Top of DATA SHOWN

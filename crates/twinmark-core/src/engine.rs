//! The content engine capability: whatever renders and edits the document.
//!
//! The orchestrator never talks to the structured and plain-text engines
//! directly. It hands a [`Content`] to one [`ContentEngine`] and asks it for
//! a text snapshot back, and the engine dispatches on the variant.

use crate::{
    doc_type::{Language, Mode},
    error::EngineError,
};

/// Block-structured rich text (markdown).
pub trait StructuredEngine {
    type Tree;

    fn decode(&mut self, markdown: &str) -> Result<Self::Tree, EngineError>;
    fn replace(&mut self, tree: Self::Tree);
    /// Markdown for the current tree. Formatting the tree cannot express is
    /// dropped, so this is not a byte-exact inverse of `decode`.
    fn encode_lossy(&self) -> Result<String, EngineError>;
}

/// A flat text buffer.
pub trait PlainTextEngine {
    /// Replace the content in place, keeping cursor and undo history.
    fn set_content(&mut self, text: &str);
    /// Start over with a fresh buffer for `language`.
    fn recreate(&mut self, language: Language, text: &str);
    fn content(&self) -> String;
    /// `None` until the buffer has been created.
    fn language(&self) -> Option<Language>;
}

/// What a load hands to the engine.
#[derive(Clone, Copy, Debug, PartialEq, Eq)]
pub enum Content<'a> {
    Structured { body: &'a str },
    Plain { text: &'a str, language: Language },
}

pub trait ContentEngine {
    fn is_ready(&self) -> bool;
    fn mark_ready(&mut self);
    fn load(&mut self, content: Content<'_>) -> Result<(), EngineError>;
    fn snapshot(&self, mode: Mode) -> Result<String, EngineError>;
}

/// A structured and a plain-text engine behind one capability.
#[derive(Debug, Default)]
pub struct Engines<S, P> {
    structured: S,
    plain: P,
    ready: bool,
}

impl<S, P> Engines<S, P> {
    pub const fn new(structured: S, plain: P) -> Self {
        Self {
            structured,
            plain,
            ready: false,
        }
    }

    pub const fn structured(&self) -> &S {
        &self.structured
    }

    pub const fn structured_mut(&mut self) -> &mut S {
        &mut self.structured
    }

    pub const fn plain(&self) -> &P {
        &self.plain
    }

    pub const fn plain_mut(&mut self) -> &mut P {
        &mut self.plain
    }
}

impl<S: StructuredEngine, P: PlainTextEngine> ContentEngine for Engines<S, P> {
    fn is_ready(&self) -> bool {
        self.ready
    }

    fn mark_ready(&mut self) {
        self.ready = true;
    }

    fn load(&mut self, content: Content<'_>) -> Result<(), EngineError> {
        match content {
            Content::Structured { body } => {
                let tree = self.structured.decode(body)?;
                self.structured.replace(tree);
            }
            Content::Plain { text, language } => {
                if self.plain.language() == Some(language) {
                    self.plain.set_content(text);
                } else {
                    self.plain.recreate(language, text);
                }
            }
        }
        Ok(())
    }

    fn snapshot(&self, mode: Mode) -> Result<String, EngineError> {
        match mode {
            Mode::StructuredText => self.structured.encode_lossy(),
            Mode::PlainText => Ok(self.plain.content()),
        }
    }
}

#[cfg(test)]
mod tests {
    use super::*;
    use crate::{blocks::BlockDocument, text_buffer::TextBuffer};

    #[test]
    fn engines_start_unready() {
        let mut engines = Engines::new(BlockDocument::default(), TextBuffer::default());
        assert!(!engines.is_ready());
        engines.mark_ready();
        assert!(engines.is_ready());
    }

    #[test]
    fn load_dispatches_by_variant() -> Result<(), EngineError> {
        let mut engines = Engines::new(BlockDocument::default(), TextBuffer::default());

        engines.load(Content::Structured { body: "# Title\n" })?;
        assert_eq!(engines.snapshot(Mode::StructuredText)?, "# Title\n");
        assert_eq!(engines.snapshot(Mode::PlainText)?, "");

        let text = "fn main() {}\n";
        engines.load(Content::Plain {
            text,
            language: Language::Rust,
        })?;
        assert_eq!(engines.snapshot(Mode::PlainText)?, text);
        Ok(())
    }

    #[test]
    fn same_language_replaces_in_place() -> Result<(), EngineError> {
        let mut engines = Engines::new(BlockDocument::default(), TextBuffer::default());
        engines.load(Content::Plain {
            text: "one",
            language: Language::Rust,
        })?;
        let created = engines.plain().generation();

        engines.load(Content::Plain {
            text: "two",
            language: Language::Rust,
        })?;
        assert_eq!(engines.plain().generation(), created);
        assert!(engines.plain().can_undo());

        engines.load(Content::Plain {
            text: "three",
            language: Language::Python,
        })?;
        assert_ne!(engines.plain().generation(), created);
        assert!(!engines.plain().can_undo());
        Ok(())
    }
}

Bottom of DATA SHOWN
Top of DATA SHOWN

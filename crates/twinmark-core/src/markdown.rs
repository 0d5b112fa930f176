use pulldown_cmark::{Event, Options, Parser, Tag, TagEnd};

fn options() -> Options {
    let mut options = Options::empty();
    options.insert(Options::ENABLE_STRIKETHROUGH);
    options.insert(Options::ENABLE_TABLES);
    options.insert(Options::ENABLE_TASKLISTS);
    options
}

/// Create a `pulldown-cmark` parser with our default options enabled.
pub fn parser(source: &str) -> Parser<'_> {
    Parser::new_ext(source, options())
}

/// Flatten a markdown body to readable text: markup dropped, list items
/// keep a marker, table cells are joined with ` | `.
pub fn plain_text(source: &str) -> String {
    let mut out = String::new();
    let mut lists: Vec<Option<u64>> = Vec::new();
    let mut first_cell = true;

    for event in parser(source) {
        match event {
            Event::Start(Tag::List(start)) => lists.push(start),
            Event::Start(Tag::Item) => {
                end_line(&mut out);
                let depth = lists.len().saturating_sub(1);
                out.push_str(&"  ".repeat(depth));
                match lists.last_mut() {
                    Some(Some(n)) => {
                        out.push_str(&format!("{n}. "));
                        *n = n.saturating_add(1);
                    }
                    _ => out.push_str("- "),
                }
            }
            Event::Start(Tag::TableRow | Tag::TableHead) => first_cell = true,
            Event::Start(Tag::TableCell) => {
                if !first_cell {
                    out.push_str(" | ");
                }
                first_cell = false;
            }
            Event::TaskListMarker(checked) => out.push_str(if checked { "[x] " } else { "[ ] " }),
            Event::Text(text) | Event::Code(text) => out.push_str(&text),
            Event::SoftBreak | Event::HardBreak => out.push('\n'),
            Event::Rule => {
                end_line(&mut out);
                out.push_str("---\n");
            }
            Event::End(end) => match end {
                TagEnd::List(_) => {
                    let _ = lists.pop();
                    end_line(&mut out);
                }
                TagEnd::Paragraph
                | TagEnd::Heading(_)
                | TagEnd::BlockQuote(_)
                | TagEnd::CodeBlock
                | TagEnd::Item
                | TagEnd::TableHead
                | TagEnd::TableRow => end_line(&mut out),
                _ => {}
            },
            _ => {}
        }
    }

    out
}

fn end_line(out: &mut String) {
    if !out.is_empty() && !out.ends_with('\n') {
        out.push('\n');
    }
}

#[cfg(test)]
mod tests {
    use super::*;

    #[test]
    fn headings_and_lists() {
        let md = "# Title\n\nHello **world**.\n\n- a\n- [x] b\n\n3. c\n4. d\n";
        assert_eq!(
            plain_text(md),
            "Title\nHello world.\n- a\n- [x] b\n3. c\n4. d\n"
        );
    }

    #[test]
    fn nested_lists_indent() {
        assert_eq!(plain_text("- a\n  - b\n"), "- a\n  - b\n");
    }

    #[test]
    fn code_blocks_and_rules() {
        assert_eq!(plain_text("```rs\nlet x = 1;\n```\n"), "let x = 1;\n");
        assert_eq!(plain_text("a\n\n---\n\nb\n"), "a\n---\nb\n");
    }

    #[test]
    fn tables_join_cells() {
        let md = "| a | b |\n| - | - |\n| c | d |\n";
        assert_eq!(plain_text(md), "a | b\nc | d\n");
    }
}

Bottom of DATA SHOWN

# EXERCISE REQUIREMENTS:
Write out only the lines that run from the line containing "filename crates/twinmark-core/src/engine.rs" through the line containing "fn decode(&mut self, markdown: &str)", both included, exactly as they appear above.

# EXPECTED OUTPUT:
filename crates/twinmark-core/src/engine.rs
//! The content engine capability: whatever renders and edits the document.
//!
//! The orchestrator never talks to the structured and plain-text engines
//! directly. It hands a [`Content`] to one [`ContentEngine`] and asks it for
//! a text snapshot back, and the engine dispatches on the variant.

use crate::{
    doc_type::{Language, Mode},
    error::EngineError,
};

/// Block-structured rich text (markdown).
pub trait StructuredEngine {
    type Tree;

    fn decode(&mut self, markdown: &str) -> Result<Self::Tree, EngineError>;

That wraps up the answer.